_Task material_.

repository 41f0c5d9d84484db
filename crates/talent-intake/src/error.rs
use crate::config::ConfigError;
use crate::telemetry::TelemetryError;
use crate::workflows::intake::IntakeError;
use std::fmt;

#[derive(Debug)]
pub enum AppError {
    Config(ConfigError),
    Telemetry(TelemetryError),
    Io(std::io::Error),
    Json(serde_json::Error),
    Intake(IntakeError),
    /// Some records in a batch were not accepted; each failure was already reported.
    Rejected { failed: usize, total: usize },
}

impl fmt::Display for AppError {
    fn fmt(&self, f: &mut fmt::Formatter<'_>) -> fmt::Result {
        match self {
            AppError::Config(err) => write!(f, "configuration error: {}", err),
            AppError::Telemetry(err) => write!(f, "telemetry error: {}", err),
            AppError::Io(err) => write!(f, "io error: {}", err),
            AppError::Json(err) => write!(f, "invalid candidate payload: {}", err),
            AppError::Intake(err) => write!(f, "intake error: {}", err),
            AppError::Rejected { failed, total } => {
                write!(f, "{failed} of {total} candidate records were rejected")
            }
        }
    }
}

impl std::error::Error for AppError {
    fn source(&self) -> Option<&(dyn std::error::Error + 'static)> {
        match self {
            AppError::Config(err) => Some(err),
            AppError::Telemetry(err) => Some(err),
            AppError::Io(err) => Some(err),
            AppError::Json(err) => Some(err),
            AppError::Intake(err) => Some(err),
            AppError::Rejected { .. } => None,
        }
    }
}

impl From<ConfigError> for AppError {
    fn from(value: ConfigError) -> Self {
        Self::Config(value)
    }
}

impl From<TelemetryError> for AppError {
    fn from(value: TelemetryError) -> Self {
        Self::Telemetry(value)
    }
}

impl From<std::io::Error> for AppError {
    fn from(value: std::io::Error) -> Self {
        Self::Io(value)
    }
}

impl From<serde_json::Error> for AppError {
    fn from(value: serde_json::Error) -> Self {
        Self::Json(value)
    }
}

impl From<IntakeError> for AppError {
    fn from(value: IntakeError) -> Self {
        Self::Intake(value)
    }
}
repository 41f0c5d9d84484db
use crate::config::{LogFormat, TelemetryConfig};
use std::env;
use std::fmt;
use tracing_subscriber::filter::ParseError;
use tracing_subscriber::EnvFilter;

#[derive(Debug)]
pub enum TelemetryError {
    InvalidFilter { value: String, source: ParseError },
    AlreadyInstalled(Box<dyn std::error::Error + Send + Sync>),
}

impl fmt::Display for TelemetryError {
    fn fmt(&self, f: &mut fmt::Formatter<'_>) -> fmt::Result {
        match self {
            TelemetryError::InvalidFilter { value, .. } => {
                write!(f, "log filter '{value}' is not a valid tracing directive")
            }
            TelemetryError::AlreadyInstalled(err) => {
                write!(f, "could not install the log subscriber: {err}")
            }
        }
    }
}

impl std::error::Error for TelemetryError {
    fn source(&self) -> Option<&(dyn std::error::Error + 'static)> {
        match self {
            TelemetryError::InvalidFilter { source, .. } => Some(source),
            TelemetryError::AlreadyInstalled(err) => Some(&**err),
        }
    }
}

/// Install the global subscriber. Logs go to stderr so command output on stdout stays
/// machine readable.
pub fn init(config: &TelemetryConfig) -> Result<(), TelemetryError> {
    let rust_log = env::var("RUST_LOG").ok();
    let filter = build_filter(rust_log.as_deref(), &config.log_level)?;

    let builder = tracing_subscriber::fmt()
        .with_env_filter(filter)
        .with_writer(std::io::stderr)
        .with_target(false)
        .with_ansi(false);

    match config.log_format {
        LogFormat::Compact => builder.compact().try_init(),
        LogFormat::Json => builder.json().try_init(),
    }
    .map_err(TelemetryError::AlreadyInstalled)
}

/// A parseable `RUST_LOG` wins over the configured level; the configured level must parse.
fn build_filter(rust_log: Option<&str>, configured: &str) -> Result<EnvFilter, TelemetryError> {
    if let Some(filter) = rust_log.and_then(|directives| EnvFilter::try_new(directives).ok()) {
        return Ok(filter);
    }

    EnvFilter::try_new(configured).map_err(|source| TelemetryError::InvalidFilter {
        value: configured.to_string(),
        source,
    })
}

==

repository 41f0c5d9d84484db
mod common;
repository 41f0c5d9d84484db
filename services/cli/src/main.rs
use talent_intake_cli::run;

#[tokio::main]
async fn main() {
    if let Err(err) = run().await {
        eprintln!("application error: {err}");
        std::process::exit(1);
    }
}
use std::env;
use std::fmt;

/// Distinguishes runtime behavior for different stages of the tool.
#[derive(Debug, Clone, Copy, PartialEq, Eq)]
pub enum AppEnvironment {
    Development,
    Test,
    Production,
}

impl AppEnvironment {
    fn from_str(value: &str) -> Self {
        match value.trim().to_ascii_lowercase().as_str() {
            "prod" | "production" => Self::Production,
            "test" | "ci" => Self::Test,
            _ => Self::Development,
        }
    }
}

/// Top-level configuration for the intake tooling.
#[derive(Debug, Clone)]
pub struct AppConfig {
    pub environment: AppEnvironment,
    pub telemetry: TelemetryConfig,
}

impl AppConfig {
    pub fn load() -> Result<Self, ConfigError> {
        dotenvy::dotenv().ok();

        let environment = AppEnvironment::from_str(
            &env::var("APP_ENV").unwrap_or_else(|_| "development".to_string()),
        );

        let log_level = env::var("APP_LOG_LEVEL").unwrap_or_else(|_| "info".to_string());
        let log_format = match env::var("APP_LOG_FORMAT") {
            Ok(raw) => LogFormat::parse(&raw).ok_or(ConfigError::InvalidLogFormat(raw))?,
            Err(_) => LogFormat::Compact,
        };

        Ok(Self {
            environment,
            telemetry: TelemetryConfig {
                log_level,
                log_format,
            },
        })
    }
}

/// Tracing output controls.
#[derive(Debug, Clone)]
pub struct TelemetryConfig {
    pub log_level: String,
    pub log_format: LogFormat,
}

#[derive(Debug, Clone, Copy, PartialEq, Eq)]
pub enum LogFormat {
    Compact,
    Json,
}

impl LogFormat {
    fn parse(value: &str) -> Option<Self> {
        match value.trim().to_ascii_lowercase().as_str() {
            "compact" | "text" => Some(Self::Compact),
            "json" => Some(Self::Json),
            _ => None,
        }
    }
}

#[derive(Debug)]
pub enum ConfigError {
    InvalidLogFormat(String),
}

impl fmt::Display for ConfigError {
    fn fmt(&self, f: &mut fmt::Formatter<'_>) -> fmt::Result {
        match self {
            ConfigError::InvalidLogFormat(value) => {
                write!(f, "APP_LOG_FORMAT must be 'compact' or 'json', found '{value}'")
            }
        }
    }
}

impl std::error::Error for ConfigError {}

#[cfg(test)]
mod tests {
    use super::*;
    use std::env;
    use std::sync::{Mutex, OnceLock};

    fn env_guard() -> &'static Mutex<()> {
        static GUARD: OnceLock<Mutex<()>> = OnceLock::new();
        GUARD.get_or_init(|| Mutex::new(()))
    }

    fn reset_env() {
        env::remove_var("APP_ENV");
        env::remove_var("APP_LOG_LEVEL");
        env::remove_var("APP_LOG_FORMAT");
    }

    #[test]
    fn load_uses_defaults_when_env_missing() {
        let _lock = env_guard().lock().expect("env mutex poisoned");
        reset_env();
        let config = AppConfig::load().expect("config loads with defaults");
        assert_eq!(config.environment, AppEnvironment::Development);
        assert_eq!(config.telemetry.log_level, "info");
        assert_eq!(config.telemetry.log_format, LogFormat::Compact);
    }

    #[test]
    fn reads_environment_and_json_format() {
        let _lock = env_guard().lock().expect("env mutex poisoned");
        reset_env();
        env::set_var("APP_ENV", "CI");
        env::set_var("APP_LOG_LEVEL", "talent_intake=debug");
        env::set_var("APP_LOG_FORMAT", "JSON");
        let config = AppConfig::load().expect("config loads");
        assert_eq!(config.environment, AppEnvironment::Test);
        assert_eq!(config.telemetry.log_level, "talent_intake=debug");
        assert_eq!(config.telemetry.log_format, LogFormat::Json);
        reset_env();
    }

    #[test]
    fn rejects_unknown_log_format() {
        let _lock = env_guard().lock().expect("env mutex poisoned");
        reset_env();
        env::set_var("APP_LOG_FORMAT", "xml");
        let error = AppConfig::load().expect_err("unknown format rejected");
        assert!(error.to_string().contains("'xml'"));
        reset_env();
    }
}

_To do_.
Go through the records above and, whenever a line includes the word "enum", copy it.

_Your response_.
pub enum AppError {
pub enum TelemetryError {
pub enum AppEnvironment {
pub enum LogFormat {
pub enum ConfigError {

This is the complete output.